Si è tenuto ieri a Sassello il primo incontro nazionale “Il Paese che vogliamo”

Sono stati ben ottanta gli ospiti qualificati che ieri pomeriggio si sono confrontati a Sassello nel corso del primo incontro nazionale del progetto ideato da CIA Agricoltori Italiani dal titolo “Il Paese che vogliamo”. La prima tappa italiana ha visto la CIA Alessandria svolgere un ruolo determinante, per organizzare dibattiti e confronti tra gli ospiti.

I tavoli di lavoro si sono incentrati sul tema degli inteventi di manutenzione delle infrastrutture, delle politiche di governo del territorio, dello sviluppo di filiere, dei nuovi sistemi di gestione della fauna selvatica e della coesione tra istituzioni ed enti locali per rilanciare le aree interne in Italia e in Europa.

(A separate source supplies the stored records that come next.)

//! Axis synchronization engine.
//!
//! The engine owns the axis store and is its only writer. Once per tick it
//! drains commands and local device samples, advances local axes by the
//! elapsed time, ingests one batch of remote reports from the link, relays
//! setpoint feedback, and broadcasts a consistent snapshot of all axes over
//! a watch channel. Consumers predict from the snapshot copy, never from the
//! live store.

pub mod engine;

pub use engine::{
    RigSnapshot, SyncCommand, SyncEngine, SyncError, SyncHandle, SyncSettings, SyncState,
};
//! Kinematic extrapolation of an axis from its last known state.
//!
//! The predictor is pure: it never mutates the state it reads, so calling it
//! twice with the same `(state, now)` pair yields identical results. The sync
//! engine decides whether a prediction is persisted back into the commanded
//! actuals.

use std::time::Instant;

use crate::axis::store::AxisState;

/// Result of extrapolating an axis to a point in time.
#[derive(Debug, Clone, Copy, PartialEq)]
pub struct Prediction {
    pub position: f32,
    pub velocity: f32,
    pub acceleration: f32,
    /// Velocity expressed in the normalized [-1, 1]-per-half-range units
    /// used at the control boundary
    pub speed: f32,
}

impl Prediction {
    fn hold(state: &AxisState) -> Self {
        Self {
            position: state.position,
            velocity: 0.0,
            acceleration: 0.0,
            speed: 0.0,
        }
    }
}

/// Converts an axis-native velocity into normalized control units.
///
/// `range` is never zero (store invariant), and may be negative for an
/// inverted calibration, which flips the sign of the speed.
pub fn normalized_speed(velocity: f32, range: f32) -> f32 {
    2.0 * velocity / range
}

// Clamp that tolerates inverted bounds; calibration may order min above max
fn clamp_between(value: f32, a: f32, b: f32) -> f32 {
    value.clamp(a.min(b), a.max(b))
}

/// Extrapolates `state` to `now` under constant acceleration and clamps the
/// result to the calibrated envelope.
///
/// The clamp bounds are widened by the tolerance factor `1 + error`, so a
/// jittery link loosens the envelope instead of oscillating against it.
/// Acceleration clamping is the authoritative limiter: the returned velocity
/// is re-integrated from the clamped acceleration rather than taken from the
/// clamped velocity target.
///
/// A zero elapsed time means no update is available yet; the stored position
/// is returned with zero motion.
pub fn predict(state: &AxisState, now: Instant) -> Prediction {
    let dt = now.saturating_duration_since(state.last_update).as_secs_f32();
    if dt <= 0.0 {
        return Prediction::hold(state);
    }

    let tolerance = 1.0 + state.error;

    let target_position =
        state.position + state.velocity * dt + state.acceleration * dt * dt / 2.0;
    let target_position = clamp_between(
        target_position,
        state.min_position * tolerance,
        state.max_position * tolerance,
    );

    let target_velocity = (target_position - state.actual_position) / dt;
    let target_velocity = clamp_between(
        target_velocity,
        state.min_velocity * tolerance,
        state.max_velocity * tolerance,
    );

    let target_acceleration = (target_velocity - state.actual_velocity) / dt;
    let target_acceleration = clamp_between(
        target_acceleration,
        state.min_acceleration * tolerance,
        state.max_acceleration * tolerance,
    );

    let applied_velocity = state.actual_velocity + target_acceleration * dt;

    Prediction {
        position: target_position,
        velocity: applied_velocity,
        acceleration: target_acceleration,
        speed: normalized_speed(applied_velocity, state.range),
    }
}

#[cfg(test)]
mod tests {
    use super::*;
    use crate::axis::calibration::set_range;
    use crate::axis::store::AxisSource;
    use std::time::Duration;

    fn remote_axis(now: Instant) -> AxisState {
        AxisState::new(AxisSource::Remote, 0.0, now)
    }

    // Axis with bounds wide enough that no clamp engages
    fn unclamped_axis(now: Instant) -> AxisState {
        let mut state = remote_axis(now);
        set_range(&mut state, 0.0, 100.0);
        state.min_velocity = -1000.0;
        state.max_velocity = 1000.0;
        state.min_acceleration = -1000.0;
        state.max_acceleration = 1000.0;
        state
    }

    #[test]
    fn extrapolates_received_motion() {
        let start = Instant::now();
        let mut state = unclamped_axis(start);
        state.position = 50.0;
        state.velocity = 10.0;
        state.actual_position = 50.0;
        state.actual_velocity = 10.0;

        let prediction = predict(&state, start + Duration::from_secs(1));
        assert_eq!(prediction.position, 60.0);
        assert_eq!(prediction.velocity, 10.0);
        assert_eq!(prediction.acceleration, 0.0);
        // 2 * 10 / 100
        assert!((prediction.speed - 0.2).abs() < 1e-6);
    }

    #[test]
    fn velocity_target_clamps_with_tolerance() {
        let start = Instant::now();
        let mut state = remote_axis(start);
        set_range(&mut state, -100.0, 100.0);
        state.min_velocity = -5.0;
        state.max_velocity = 5.0;
        state.min_acceleration = -1000.0;
        state.max_acceleration = 1000.0;
        // Position delta of 7 over 1s asks for 7 units/s
        state.position = 7.0;
        state.actual_position = 0.0;

        let now = start + Duration::from_secs(1);

        let prediction = predict(&state, now);
        // error = 0 -> tolerance 1 -> clamped to 5, re-integration reproduces it
        assert_eq!(prediction.velocity, 5.0);

        state.error = 1.0;
        // tolerance 2 widens the envelope to [-10, 10]; 7 passes through
        let prediction = predict(&state, now);
        assert_eq!(prediction.velocity, 7.0);
    }

    #[test]
    fn widened_velocity_clamp_allows_up_to_tolerance() {
        let start = Instant::now();
        let mut state = remote_axis(start);
        set_range(&mut state, -100.0, 100.0);
        state.min_velocity = -5.0;
        state.max_velocity = 5.0;
        state.min_acceleration = -1000.0;
        state.max_acceleration = 1000.0;
        state.error = 1.0;
        state.position = 20.0;
        state.actual_position = 0.0;

        // Target of 20 units/s clamps at max_velocity * tolerance = 10
        let prediction = predict(&state, start + Duration::from_secs(1));
        assert_eq!(prediction.velocity, 10.0);
    }

    #[test]
    fn acceleration_clamp_limits_applied_velocity() {
        let start = Instant::now();
        let mut state = unclamped_axis(start);
        state.min_acceleration = -2.0;
        state.max_acceleration = 2.0;
        state.position = 50.0;
        state.actual_position = 0.0;
        state.actual_velocity = 0.0;

        // Velocity target of 50 units/s would need 50 units/s^2; only 2 are allowed
        let prediction = predict(&state, start + Duration::from_secs(1));
        assert_eq!(prediction.acceleration, 2.0);
        assert_eq!(prediction.velocity, 2.0);
    }

    #[test]
    fn position_clamps_to_calibrated_envelope() {
        let start = Instant::now();
        let mut state = unclamped_axis(start);
        state.position = 90.0;
        state.velocity = 50.0;
        state.actual_position = 90.0;

        let prediction = predict(&state, start + Duration::from_secs(1));
        assert_eq!(prediction.position, 100.0);
    }

    #[test]
    fn zero_elapsed_time_holds_state() {
        let start = Instant::now();
        let mut state = unclamped_axis(start);
        state.position = 12.0;
        state.velocity = 3.0;

        let prediction = predict(&state, start);
        assert_eq!(prediction.position, 12.0);
        assert_eq!(prediction.velocity, 0.0);
        assert_eq!(prediction.speed, 0.0);
    }

    #[test]
    fn predict_is_idempotent() {
        let start = Instant::now();
        let mut state = unclamped_axis(start);
        state.position = 30.0;
        state.velocity = 4.0;
        state.acceleration = 1.0;
        state.actual_position = 28.0;
        state.actual_velocity = 3.0;
        state.error = 0.25;

        let now = start + Duration::from_millis(500);
        let first = predict(&state, now);
        let second = predict(&state, now);
        assert_eq!(first, second);
    }

    #[test]
    fn inverted_range_flips_normalized_speed() {
        let start = Instant::now();
        let mut state = unclamped_axis(start);
        set_range(&mut state, 100.0, 0.0);
        state.position = 50.0;
        state.velocity = 10.0;
        state.actual_position = 50.0;
        state.actual_velocity = 10.0;

        let prediction = predict(&state, start + Duration::from_secs(1));
        assert!((prediction.speed + 0.2).abs() < 1e-6);
    }
}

Hanno partecipato all’incontro rappresentati delle istituzioni, delle realtà economiche, sociali ed agricole. Tra essi sindaci, rappresentanti dei GAL, presidenti dei Parchi e delle aree naturali, agronomi, cacciatori, enologi, imprenditori agricoli e dirigenti CIA.

Gian Piero Ameglio, presidente provinciale CIA ha spiegato «L’incontro è stato particolarmente interessante per il numero e la qualità dei contributi ai nostri Tavoli di lavoro. Dai partecipanti è emersa l’esigenza di restare in contatto tra loro e creare sinergie da sviluppare nel tempo. Cia ha messo un primo tassello di un lavoro che sarà sviluppato con efficacia a beneficio per tutti». Il direttore CIA Paolo Viarenghi ha poi aggiunto «Sono i fatti che ci interrogano sulla necessità di mettere in campo le nostre strutture, per avviare un percorso di condivisione con le realtà sociali rispetto ad un’ipotesi progettuale. Siamo un’Organizzazione di agricoltori ma la vocazione generale prevede di organizzare intorno all’agricoltura un sistema che sia in efficienza, per determinare la qualità del lavoro degli operatori che popolano le aree rurali del nostro paese», infine la conclusione dei lavori è stata affidata al presidente nazionale CIA Dino Scannavino «Siamo partiti da Sassello, qui inizia l’Appennino, che è la dorsale della maggior parte delle aree rurali nazionali. E’ una terra rappresentativa della aree del Nord, fatta di piccoli Comuni, ma con un gap di infrastrutture fisiche e digitali che va sanato. Su questo stiamo lavorando e continueremo a farlo passando per la tappa al Sud, il 4 settembre a Benevento, per poi arrivare a novembre in Centro Italia, tra i Comuni del cratere del sisma 2016».